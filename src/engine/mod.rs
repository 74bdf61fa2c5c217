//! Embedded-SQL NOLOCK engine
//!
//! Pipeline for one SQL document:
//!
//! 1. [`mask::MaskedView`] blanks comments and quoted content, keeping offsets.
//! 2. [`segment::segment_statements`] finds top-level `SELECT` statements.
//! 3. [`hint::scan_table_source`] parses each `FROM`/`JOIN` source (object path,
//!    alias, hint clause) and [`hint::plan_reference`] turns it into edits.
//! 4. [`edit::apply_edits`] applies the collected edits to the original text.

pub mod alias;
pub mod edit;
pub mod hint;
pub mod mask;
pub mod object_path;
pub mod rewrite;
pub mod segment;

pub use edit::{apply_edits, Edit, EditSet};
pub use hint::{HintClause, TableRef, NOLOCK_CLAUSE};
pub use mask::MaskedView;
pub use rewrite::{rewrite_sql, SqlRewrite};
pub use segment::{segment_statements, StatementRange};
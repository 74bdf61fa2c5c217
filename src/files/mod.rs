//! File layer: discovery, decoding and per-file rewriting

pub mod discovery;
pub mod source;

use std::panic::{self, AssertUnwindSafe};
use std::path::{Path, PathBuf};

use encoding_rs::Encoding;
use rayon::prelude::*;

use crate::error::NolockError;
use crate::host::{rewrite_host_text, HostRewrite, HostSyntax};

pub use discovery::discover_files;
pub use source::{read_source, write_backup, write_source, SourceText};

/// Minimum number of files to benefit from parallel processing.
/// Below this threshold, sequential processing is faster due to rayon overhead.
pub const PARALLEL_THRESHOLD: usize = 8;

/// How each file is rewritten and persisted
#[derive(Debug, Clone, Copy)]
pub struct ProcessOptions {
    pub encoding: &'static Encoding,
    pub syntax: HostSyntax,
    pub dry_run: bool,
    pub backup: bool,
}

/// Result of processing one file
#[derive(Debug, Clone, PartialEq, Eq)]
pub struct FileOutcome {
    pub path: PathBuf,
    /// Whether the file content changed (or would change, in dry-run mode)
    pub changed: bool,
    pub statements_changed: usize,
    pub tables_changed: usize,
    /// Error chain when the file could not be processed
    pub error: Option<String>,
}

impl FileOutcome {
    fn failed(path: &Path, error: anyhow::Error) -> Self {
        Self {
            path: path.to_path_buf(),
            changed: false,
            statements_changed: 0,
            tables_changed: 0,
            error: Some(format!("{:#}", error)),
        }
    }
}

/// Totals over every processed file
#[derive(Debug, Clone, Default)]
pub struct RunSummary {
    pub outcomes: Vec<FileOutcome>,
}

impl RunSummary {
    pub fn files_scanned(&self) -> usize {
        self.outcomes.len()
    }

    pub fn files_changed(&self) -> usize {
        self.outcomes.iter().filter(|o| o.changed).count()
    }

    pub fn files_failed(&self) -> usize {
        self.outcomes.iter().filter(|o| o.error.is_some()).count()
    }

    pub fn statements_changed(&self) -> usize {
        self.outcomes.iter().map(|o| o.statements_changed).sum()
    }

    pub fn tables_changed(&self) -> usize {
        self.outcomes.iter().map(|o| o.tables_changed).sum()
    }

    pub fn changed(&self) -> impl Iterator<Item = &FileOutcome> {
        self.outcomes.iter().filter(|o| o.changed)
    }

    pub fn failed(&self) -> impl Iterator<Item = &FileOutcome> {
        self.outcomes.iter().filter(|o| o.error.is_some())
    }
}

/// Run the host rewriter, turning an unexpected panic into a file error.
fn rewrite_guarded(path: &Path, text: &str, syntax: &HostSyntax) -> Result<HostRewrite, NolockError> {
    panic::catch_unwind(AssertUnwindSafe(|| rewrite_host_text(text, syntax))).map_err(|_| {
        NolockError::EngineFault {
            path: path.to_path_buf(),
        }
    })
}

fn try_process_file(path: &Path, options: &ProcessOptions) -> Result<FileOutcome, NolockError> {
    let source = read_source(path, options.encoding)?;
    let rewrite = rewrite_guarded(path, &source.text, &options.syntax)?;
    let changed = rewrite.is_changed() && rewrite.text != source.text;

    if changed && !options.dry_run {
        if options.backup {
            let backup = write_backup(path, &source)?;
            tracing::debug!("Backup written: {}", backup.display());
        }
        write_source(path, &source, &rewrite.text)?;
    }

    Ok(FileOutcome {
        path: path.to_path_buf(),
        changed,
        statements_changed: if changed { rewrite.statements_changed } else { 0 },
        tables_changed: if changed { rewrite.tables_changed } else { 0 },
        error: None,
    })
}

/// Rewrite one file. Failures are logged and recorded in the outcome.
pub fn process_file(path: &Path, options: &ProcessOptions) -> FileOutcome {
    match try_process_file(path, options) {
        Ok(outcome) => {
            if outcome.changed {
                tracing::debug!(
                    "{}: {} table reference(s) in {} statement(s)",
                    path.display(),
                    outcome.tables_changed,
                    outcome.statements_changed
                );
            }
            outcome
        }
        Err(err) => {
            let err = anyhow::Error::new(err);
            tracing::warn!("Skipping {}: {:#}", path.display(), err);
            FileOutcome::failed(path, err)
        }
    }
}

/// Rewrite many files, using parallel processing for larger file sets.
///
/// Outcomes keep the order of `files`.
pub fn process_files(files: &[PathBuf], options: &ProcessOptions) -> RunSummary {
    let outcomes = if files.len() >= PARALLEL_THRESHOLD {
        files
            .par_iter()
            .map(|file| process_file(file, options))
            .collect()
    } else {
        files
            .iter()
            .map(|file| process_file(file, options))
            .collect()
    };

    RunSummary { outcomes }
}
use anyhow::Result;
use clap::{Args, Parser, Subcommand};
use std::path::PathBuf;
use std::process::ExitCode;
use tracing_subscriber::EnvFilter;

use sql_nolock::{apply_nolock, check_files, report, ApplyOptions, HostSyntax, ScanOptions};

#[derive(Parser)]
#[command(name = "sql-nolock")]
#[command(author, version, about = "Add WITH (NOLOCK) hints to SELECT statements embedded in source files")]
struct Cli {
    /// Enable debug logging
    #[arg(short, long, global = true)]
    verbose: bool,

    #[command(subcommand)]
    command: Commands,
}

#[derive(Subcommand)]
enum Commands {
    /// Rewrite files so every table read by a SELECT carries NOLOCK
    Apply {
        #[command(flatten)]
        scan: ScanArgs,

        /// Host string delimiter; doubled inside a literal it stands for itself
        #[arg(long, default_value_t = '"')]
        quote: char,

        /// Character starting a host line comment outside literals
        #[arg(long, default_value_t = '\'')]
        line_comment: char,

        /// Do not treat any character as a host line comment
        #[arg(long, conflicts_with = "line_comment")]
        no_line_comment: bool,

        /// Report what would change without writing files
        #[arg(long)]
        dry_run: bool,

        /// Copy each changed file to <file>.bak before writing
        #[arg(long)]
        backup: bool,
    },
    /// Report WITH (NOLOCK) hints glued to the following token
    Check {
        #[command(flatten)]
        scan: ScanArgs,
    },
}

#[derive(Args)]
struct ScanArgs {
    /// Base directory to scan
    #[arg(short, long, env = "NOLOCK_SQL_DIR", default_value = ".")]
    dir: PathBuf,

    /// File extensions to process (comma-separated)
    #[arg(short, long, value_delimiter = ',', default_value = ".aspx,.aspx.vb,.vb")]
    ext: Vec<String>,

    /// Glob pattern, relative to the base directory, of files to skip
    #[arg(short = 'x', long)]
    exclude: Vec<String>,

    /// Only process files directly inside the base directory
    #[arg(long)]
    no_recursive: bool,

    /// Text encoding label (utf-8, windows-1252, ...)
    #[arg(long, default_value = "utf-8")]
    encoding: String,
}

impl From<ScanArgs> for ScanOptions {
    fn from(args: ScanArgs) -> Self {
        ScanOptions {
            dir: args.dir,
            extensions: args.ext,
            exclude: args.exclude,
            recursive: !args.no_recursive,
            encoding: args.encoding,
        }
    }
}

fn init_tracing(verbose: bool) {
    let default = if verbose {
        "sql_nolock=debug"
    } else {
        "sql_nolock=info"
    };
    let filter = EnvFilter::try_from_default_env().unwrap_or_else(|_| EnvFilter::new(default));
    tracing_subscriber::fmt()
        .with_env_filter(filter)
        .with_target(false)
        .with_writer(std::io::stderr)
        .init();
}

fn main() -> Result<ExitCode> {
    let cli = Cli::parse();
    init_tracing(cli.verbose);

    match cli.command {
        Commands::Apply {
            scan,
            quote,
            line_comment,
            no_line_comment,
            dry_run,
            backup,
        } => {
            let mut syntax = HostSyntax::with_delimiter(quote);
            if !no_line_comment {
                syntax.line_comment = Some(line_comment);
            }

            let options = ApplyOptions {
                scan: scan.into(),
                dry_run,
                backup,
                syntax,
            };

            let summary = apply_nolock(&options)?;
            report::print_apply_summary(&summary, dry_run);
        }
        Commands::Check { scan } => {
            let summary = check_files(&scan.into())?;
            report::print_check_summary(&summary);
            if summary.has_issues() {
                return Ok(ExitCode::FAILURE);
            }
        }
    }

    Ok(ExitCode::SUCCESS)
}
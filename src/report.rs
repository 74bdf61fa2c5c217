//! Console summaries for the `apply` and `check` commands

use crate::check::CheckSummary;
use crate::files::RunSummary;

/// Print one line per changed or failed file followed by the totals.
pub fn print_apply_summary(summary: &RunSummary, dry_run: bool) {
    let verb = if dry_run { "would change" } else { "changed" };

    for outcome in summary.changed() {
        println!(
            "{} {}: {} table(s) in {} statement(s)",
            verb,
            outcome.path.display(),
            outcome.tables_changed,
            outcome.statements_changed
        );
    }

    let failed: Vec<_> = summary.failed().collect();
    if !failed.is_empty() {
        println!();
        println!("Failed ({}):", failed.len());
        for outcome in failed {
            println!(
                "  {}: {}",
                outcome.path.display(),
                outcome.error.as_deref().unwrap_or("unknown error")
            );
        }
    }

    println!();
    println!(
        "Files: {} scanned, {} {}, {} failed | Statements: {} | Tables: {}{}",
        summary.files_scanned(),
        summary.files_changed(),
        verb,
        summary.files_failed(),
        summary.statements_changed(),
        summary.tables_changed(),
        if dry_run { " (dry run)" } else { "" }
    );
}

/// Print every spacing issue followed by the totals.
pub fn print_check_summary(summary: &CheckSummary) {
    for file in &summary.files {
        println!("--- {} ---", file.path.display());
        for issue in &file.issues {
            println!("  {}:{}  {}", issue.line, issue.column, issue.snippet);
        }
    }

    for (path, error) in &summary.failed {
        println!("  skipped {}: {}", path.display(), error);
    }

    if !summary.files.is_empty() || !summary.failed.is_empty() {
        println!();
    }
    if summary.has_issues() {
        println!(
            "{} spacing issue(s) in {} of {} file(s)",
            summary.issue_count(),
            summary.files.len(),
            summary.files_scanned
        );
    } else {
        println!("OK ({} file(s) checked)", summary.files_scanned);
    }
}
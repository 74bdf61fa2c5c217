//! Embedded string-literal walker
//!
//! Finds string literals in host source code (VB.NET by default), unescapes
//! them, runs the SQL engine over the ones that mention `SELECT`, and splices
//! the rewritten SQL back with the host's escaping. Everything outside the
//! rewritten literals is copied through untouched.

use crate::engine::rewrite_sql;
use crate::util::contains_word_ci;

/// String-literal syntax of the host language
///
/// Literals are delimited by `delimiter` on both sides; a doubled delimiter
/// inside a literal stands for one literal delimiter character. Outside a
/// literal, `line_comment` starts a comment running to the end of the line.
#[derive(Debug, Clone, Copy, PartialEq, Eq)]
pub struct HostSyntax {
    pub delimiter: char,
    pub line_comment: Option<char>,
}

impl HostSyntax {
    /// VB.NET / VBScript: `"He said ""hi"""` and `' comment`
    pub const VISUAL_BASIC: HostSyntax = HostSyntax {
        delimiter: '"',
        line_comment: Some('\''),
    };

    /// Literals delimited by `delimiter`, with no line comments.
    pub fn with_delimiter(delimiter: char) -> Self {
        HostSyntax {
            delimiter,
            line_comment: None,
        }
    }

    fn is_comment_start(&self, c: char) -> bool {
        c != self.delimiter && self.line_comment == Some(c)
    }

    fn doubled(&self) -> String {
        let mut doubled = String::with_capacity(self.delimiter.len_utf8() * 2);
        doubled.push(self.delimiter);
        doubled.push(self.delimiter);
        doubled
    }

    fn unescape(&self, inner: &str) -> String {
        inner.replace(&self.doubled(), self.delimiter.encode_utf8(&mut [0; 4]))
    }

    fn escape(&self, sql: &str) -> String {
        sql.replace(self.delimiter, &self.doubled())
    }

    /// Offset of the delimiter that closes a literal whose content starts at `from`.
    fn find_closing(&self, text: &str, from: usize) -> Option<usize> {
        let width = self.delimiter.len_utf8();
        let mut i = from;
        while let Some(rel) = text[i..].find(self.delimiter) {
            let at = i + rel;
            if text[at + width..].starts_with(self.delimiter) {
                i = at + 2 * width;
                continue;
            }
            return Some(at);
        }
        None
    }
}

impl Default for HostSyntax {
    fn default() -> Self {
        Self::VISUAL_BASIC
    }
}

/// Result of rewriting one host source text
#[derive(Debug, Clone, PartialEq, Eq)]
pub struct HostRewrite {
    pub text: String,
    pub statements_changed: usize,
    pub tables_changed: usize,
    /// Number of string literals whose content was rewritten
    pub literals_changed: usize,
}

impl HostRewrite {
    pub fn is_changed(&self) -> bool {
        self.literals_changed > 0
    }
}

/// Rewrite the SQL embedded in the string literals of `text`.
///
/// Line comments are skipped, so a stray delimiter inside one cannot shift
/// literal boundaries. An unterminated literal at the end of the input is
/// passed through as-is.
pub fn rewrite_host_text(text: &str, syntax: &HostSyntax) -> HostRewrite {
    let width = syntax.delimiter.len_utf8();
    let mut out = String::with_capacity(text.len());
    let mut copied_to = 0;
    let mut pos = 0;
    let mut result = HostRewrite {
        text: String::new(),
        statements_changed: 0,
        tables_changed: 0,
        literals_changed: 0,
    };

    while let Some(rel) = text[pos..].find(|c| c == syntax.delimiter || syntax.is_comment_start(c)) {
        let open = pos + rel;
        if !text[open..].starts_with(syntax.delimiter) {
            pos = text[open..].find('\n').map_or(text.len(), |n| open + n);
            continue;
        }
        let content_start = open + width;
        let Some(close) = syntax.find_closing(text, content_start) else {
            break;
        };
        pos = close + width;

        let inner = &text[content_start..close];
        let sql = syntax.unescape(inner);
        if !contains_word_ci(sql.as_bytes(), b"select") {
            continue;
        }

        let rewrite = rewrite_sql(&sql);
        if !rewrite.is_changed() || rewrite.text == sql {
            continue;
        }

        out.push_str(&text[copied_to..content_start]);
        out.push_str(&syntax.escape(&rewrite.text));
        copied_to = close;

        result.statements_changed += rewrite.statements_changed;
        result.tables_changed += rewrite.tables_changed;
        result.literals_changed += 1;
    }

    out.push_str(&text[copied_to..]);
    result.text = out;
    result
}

-=-=-=-=-

Repeat exactly the lines of the listing from its first line through the line that holds "it into edits.". Nothing else should appear.

• EXERCISE OUTPUT
filename src/engine/mod.rs
repository 74bdf61fa2c5c217
//! Embedded-SQL NOLOCK engine
//!
//! Pipeline for one SQL document:
//!
//! 1. [`mask::MaskedView`] blanks comments and quoted content, keeping offsets.
//! 2. [`segment::segment_statements`] finds top-level `SELECT` statements.
//! 3. [`hint::scan_table_source`] parses each `FROM`/`JOIN` source (object path,
//!    alias, hint clause) and [`hint::plan_reference`] turns it into edits.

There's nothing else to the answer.